++++ Data to examine

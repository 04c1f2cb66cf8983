//! Filesystem-backed cache persistence.
//!
//! Entries are plain files holding raw, already-decompressed response bytes.
//! There is no sidecar metadata, no expiry, and nothing is ever deleted;
//! removing a file by hand is the only eviction mechanism.

use std::io::ErrorKind;
use std::path::Path;

use tokio::fs;

use crate::error::{ProxyError, Result};

/// Filesystem-backed store for cached response bodies.
#[derive(Debug, Clone, Copy, Default)]
pub struct CacheStore;

impl CacheStore {
    pub fn new() -> Self {
        Self
    }

    /// Presence check. Does not open or validate the entry's contents.
    pub async fn exists(&self, path: &Path) -> bool {
        fs::metadata(path).await.is_ok()
    }

    /// Reads the full entry.
    ///
    /// A file that vanished since the existence check maps to
    /// [`ProxyError::NotFound`]; everything else is a storage failure.
    pub async fn read(&self, path: &Path) -> Result<Vec<u8>> {
        fs::read(path).await.map_err(|err| match err.kind() {
            ErrorKind::NotFound => ProxyError::NotFound(path.to_path_buf()),
            _ => ProxyError::Storage(err),
        })
    }

    /// Writes the full buffer, creating intermediate directories on demand
    /// and overwriting any existing entry.
    pub async fn write(&self, path: &Path, bytes: &[u8]) -> Result<()> {
        if let Some(parent) = path.parent() {
            fs::create_dir_all(parent)
                .await
                .map_err(ProxyError::Storage)?;
        }
        fs::write(path, bytes).await.map_err(ProxyError::Storage)
    }
}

++++++++

_The task_
Print the line that contains "directories on demand", then every later line of the entries above up to and including the last, all exactly as written.

_Written reply_
    /// Writes the full buffer, creating intermediate directories on demand
    /// and overwriting any existing entry.
    pub async fn write(&self, path: &Path, bytes: &[u8]) -> Result<()> {
        if let Some(parent) = path.parent() {
            fs::create_dir_all(parent)
                .await
                .map_err(ProxyError::Storage)?;
        }
        fs::write(path, bytes).await.map_err(ProxyError::Storage)
    }
}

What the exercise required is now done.